What is being asked – Each line below should be written out again without any change.

(Input)

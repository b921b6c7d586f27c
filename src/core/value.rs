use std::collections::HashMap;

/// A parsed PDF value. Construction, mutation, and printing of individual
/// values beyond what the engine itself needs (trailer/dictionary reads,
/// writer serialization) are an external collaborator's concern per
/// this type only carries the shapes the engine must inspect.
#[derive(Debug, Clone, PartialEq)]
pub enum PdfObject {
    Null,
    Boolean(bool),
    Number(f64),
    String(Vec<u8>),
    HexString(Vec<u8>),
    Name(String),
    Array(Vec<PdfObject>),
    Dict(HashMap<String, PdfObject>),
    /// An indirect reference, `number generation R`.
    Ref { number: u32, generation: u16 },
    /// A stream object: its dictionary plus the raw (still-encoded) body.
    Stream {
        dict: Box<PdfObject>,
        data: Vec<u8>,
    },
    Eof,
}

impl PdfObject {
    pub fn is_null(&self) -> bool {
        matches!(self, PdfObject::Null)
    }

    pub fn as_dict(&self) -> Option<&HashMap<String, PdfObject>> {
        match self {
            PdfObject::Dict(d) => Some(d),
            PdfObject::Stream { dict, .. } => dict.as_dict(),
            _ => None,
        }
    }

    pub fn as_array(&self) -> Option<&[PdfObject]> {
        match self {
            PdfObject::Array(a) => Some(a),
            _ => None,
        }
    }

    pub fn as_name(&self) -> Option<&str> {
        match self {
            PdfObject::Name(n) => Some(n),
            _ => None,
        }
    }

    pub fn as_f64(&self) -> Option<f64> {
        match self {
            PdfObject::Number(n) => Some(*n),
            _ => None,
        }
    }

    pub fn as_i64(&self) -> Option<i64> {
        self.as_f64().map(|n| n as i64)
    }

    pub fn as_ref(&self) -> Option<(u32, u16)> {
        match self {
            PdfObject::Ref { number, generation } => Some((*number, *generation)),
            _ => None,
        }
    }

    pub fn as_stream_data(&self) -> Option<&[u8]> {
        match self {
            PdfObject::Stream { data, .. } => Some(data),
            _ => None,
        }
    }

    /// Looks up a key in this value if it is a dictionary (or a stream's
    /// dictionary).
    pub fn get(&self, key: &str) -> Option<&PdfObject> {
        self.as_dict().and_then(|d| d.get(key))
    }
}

(End Input)

Solution for this problem –
repository b921b6c7d586f27c
filename src/core/value.rs
use std::collections::HashMap;

/// A parsed PDF value. Construction, mutation, and printing of individual
/// values beyond what the engine itself needs (trailer/dictionary reads,
/// writer serialization) are an external collaborator's concern per
/// this type only carries the shapes the engine must inspect.
#[derive(Debug, Clone, PartialEq)]
pub enum PdfObject {
    Null,
    Boolean(bool),
    Number(f64),
    String(Vec<u8>),
    HexString(Vec<u8>),
    Name(String),
    Array(Vec<PdfObject>),
    Dict(HashMap<String, PdfObject>),
    /// An indirect reference, `number generation R`.
    Ref { number: u32, generation: u16 },
    /// A stream object: its dictionary plus the raw (still-encoded) body.
    Stream {
        dict: Box<PdfObject>,
        data: Vec<u8>,
    },
    Eof,
}

impl PdfObject {
    pub fn is_null(&self) -> bool {
        matches!(self, PdfObject::Null)
    }

    pub fn as_dict(&self) -> Option<&HashMap<String, PdfObject>> {
        match self {
            PdfObject::Dict(d) => Some(d),
            PdfObject::Stream { dict, .. } => dict.as_dict(),
            _ => None,
        }
    }

    pub fn as_array(&self) -> Option<&[PdfObject]> {
        match self {
            PdfObject::Array(a) => Some(a),
            _ => None,
        }
    }

    pub fn as_name(&self) -> Option<&str> {
        match self {
            PdfObject::Name(n) => Some(n),
            _ => None,
        }
    }

    pub fn as_f64(&self) -> Option<f64> {
        match self {
            PdfObject::Number(n) => Some(*n),
            _ => None,
        }
    }

    pub fn as_i64(&self) -> Option<i64> {
        self.as_f64().map(|n| n as i64)
    }

    pub fn as_ref(&self) -> Option<(u32, u16)> {
        match self {
            PdfObject::Ref { number, generation } => Some((*number, *generation)),
            _ => None,
        }
    }

    pub fn as_stream_data(&self) -> Option<&[u8]> {
        match self {
            PdfObject::Stream { data, .. } => Some(data),
            _ => None,
        }
    }

    /// Looks up a key in this value if it is a dictionary (or a stream's
    /// dictionary).
    pub fn get(&self, key: &str) -> Option<&PdfObject> {
        self.as_dict().and_then(|d| d.get(key))
    }
}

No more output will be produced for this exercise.